→ **Goal of the exercise**: Write out each line from the data below that includes the word "crate".

Stored items
▬▬▬

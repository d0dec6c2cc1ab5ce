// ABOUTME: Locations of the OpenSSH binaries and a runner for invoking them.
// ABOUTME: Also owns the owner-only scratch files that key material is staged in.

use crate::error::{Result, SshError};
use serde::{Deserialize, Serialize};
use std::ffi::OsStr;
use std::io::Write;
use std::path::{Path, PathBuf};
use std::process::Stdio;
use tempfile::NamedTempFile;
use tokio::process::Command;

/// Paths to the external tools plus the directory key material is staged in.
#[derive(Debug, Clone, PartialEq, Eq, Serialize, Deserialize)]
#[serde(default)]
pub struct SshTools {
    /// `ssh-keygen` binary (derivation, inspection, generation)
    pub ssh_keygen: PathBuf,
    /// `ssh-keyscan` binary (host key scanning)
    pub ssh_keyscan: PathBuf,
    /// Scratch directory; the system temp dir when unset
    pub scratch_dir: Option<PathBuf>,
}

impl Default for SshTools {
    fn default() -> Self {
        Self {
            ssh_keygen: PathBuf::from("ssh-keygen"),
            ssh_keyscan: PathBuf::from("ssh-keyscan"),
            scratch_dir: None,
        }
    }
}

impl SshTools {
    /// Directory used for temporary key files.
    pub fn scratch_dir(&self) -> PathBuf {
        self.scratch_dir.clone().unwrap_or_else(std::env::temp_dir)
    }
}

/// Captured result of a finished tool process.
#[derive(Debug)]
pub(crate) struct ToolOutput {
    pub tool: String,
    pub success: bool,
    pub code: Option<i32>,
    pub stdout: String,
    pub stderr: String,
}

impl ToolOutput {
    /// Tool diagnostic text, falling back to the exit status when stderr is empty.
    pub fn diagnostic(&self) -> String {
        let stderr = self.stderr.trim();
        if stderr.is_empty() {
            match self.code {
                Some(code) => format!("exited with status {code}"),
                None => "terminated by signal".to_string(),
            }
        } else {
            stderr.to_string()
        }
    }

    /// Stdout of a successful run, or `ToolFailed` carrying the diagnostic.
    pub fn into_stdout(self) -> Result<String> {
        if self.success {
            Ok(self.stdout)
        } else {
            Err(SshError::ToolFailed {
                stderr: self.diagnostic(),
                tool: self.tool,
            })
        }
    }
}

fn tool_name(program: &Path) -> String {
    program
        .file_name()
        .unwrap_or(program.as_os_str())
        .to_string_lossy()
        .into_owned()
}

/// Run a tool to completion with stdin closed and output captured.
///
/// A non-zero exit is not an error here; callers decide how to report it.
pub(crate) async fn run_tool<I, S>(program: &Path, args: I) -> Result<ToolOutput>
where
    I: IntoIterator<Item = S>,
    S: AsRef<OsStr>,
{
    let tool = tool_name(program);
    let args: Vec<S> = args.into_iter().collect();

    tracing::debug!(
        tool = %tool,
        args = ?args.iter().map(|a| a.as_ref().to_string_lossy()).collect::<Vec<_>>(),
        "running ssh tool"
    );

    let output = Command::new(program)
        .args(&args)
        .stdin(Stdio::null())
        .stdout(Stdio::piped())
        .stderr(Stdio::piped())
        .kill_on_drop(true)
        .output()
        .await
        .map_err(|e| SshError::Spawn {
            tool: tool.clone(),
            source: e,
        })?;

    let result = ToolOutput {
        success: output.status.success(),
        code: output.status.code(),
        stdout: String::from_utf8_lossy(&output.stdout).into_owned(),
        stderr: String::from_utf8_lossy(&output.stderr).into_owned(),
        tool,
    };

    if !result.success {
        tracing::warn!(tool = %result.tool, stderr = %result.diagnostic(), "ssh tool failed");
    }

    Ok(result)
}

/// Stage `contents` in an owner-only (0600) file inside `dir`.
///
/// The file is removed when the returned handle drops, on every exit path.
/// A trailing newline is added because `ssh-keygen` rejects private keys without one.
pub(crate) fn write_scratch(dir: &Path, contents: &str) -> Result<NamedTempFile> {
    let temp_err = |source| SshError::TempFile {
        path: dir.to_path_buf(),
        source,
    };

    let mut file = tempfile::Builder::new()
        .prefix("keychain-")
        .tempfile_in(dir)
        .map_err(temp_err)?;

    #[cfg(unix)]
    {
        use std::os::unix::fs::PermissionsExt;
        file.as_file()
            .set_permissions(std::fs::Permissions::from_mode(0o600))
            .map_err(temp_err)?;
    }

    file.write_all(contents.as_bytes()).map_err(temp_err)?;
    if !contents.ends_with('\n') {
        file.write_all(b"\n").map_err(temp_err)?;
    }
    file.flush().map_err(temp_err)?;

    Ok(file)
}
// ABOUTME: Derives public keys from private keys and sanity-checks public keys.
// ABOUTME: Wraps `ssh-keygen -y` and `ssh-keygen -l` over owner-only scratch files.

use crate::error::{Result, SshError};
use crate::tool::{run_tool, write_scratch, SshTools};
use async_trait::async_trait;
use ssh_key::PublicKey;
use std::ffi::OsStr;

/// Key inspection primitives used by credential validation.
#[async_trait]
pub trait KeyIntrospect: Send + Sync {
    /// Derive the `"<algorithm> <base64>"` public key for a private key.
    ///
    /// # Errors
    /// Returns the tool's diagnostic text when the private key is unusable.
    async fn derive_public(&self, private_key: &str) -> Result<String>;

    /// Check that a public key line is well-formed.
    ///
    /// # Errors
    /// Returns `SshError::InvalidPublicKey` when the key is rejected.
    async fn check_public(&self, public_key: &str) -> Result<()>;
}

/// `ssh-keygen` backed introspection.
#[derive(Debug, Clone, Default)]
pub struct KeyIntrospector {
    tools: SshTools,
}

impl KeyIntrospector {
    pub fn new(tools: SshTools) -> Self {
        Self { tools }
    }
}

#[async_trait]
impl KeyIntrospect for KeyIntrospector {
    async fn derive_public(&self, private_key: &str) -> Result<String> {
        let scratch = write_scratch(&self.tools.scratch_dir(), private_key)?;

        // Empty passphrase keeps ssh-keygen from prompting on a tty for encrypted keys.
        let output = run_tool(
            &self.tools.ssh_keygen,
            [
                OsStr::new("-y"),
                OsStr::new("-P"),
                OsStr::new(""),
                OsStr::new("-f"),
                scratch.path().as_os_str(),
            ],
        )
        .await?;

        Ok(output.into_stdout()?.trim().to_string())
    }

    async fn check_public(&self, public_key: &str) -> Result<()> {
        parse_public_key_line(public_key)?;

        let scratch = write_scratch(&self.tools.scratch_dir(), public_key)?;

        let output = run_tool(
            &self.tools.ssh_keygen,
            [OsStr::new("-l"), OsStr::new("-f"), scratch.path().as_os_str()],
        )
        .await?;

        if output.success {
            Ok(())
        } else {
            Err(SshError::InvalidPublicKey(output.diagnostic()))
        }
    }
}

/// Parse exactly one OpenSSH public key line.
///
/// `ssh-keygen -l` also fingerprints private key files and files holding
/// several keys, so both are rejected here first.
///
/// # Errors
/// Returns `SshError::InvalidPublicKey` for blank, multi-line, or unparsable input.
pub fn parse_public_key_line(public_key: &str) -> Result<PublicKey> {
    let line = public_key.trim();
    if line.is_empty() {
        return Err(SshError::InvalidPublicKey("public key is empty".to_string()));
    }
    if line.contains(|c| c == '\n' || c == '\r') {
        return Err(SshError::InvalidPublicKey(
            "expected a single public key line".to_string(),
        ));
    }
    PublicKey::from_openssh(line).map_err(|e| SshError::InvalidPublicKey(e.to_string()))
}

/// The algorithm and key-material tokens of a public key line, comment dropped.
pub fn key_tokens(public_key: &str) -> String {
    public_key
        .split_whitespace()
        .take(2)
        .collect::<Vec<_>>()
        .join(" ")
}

▬▬▬

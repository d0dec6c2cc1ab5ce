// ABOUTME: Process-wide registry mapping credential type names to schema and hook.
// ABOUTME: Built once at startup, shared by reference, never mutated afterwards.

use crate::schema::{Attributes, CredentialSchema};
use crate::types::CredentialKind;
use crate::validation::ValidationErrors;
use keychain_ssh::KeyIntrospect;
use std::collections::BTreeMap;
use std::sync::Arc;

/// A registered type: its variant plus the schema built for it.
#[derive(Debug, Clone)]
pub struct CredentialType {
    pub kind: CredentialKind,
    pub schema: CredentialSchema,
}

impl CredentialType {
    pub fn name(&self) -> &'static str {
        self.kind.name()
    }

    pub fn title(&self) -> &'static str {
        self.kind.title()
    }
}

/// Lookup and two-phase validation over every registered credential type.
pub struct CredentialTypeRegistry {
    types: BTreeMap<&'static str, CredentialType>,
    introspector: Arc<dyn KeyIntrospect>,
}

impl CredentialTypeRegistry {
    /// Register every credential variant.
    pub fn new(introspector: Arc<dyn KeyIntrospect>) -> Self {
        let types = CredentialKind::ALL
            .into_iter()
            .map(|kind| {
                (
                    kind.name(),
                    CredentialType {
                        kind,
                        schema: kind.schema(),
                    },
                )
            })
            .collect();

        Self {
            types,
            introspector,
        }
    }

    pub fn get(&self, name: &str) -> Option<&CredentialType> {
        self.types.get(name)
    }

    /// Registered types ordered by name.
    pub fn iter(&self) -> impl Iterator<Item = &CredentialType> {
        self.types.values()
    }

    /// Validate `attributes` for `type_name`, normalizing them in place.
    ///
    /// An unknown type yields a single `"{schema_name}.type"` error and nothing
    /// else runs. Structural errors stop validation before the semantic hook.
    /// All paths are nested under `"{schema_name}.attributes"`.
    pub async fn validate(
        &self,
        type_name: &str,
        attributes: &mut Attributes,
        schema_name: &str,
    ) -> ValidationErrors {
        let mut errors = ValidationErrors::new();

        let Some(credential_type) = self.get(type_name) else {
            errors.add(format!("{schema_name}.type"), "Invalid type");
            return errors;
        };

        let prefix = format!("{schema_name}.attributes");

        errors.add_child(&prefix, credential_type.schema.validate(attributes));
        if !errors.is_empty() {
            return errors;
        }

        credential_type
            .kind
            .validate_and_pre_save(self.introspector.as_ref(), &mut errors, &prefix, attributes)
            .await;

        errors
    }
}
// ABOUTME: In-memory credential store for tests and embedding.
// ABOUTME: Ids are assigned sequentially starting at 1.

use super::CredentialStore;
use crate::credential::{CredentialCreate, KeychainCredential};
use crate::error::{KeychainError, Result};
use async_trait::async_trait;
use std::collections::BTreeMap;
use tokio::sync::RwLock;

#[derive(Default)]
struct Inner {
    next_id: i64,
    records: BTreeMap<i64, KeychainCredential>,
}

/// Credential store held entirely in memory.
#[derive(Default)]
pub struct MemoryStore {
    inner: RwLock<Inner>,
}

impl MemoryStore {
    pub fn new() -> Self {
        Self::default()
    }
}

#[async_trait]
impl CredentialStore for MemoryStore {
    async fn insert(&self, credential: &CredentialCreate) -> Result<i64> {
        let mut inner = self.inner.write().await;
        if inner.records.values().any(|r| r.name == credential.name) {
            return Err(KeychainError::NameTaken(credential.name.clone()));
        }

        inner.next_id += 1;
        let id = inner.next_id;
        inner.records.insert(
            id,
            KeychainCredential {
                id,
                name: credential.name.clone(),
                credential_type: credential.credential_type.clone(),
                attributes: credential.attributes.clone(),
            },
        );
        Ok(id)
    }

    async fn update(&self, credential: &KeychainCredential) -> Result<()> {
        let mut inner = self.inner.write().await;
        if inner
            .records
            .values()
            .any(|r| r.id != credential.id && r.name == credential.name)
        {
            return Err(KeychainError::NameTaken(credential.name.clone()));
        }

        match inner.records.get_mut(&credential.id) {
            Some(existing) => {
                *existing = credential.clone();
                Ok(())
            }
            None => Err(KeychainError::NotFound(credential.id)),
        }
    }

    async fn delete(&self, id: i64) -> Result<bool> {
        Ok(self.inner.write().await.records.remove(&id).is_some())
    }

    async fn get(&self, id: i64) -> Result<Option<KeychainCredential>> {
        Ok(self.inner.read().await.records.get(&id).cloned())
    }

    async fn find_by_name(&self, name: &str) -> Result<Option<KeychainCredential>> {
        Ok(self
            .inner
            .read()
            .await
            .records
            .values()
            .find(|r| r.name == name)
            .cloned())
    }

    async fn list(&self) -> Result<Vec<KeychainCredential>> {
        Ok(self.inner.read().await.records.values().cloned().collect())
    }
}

▬▬▬

→ **Answer section**:
use crate::error::{Result, SshError};
pub(crate) struct ToolOutput {
pub(crate) async fn run_tool<I, S>(program: &Path, args: I) -> Result<ToolOutput>
pub(crate) fn write_scratch(dir: &Path, contents: &str) -> Result<NamedTempFile> {
use crate::error::{Result, SshError};
use crate::tool::{run_tool, write_scratch, SshTools};
use crate::schema::{Attributes, CredentialSchema};
use crate::types::CredentialKind;
use crate::validation::ValidationErrors;
use crate::credential::{CredentialCreate, KeychainCredential};
use crate::error::{KeychainError, Result};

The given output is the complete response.